- _About this exercise_
Go through the entries and count the lines with the string "records" in them. Give only that number.

───

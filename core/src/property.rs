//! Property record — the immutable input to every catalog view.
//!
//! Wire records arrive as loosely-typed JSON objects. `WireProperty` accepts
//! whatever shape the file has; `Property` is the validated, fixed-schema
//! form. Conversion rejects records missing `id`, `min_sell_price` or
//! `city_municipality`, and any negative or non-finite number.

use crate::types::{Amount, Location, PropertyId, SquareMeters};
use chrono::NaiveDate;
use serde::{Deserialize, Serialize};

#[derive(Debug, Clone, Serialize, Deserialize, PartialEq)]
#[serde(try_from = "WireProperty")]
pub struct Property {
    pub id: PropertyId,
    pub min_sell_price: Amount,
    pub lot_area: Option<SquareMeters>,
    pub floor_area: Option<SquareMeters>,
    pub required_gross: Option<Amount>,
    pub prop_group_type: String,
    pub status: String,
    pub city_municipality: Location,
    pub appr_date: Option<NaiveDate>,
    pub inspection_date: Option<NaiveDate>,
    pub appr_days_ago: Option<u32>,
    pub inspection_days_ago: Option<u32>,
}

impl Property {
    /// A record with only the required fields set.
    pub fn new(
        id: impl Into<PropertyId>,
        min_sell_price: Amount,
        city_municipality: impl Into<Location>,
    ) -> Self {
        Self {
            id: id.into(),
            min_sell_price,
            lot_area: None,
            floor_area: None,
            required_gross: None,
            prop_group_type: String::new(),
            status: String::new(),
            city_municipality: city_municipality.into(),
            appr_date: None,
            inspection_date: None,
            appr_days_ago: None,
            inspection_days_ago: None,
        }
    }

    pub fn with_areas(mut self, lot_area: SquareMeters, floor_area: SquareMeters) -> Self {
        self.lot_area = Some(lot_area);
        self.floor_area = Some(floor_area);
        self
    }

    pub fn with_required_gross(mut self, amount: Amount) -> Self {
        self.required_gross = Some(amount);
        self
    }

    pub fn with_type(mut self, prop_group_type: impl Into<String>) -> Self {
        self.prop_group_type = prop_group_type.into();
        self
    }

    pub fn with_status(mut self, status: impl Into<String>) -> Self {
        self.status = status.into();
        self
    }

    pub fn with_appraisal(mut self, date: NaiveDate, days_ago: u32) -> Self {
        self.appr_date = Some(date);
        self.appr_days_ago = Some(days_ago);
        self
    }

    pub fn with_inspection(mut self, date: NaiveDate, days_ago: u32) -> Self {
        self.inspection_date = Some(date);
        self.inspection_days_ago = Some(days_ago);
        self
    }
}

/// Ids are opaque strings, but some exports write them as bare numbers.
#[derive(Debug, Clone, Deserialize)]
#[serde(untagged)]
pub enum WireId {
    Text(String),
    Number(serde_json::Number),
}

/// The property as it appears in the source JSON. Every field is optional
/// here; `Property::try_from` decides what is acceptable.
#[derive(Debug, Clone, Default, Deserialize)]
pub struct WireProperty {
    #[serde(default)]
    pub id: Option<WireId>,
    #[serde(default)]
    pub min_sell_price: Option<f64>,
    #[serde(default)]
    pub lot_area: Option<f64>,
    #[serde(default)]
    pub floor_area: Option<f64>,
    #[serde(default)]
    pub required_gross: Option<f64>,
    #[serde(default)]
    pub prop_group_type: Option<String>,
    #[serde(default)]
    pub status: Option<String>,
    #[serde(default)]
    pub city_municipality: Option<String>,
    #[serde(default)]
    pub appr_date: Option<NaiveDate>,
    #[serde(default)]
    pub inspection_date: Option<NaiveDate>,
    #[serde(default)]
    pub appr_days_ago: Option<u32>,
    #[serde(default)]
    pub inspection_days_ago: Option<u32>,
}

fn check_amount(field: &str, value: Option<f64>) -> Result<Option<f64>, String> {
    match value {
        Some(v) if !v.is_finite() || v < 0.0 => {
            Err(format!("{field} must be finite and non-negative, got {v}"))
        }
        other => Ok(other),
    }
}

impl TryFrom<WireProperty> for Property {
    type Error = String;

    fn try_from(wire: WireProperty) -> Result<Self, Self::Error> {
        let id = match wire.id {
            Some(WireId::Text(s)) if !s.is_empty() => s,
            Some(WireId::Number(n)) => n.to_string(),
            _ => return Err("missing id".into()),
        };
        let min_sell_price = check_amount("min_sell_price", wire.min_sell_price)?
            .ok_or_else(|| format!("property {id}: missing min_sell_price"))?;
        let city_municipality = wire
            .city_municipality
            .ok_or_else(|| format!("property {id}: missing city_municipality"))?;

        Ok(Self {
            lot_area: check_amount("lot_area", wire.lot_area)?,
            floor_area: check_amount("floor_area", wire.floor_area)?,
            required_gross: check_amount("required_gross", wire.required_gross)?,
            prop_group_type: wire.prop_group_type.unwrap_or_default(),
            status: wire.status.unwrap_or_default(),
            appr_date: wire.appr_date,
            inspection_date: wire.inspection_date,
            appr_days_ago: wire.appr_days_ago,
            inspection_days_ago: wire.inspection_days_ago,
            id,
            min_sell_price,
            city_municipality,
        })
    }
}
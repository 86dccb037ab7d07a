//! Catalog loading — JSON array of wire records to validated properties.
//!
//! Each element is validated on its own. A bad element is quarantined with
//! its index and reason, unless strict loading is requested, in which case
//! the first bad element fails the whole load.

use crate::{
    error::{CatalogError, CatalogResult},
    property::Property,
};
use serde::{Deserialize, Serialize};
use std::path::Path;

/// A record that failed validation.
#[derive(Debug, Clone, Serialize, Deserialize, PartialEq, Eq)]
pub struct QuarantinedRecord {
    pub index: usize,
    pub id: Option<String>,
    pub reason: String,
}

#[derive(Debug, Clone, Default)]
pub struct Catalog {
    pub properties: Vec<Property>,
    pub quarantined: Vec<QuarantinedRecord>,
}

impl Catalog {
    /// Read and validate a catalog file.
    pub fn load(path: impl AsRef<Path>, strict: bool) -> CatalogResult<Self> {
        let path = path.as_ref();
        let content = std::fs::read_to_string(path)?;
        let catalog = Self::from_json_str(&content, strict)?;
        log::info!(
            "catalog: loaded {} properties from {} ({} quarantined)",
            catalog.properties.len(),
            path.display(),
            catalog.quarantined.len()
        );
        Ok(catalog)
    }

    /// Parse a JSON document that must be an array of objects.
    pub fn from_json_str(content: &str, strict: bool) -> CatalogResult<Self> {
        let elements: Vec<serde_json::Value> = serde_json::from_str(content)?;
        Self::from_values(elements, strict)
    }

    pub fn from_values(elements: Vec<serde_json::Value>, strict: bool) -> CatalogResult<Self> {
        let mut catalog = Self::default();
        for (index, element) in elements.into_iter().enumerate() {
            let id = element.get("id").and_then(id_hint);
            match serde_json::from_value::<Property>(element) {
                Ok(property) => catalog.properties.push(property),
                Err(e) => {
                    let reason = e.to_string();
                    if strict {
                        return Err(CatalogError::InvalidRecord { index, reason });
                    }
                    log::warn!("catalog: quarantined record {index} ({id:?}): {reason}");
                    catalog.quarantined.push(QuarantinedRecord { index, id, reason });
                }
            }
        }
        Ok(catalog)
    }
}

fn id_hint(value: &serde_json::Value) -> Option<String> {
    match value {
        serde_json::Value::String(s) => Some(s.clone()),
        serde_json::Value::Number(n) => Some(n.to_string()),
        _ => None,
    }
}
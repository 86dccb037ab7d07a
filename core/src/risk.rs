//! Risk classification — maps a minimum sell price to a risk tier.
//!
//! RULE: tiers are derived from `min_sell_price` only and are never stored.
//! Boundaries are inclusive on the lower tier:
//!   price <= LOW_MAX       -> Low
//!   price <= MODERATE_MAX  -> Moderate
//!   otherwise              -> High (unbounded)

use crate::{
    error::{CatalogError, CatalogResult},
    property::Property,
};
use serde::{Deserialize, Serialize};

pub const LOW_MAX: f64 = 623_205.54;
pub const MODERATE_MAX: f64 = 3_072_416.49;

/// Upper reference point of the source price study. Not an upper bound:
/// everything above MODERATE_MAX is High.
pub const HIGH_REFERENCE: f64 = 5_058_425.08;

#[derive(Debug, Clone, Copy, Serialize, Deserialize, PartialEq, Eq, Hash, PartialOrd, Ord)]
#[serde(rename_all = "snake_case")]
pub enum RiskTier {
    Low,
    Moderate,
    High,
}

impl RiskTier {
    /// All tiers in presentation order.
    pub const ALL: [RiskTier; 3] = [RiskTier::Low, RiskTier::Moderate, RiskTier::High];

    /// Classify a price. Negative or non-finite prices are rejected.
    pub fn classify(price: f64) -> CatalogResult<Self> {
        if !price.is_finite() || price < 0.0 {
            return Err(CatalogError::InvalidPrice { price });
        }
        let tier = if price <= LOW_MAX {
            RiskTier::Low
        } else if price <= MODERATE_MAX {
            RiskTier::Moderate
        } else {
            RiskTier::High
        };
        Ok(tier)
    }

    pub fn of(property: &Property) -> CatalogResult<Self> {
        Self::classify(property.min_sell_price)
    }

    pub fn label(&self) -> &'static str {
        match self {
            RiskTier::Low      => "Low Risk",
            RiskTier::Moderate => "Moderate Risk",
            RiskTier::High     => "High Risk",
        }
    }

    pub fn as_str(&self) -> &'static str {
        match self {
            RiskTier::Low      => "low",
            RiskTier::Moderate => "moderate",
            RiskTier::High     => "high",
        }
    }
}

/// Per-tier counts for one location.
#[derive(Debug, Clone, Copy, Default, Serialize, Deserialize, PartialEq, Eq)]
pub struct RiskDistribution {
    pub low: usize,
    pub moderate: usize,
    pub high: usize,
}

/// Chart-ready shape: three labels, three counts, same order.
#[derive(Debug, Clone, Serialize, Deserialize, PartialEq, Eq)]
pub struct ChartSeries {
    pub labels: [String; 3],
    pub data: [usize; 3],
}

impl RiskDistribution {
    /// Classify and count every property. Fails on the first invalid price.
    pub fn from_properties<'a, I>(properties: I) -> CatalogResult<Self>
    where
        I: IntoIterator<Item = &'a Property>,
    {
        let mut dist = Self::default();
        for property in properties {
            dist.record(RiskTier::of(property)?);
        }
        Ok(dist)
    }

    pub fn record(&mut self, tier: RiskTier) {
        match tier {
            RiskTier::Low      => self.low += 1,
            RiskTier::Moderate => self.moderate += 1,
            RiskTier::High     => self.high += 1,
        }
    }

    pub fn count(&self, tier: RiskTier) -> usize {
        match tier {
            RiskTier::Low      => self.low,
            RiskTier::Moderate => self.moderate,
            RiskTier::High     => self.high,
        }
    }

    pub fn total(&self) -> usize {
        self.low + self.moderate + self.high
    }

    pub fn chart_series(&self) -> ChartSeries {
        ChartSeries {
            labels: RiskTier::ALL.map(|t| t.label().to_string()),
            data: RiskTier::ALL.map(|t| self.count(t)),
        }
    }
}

───

- _Result_
3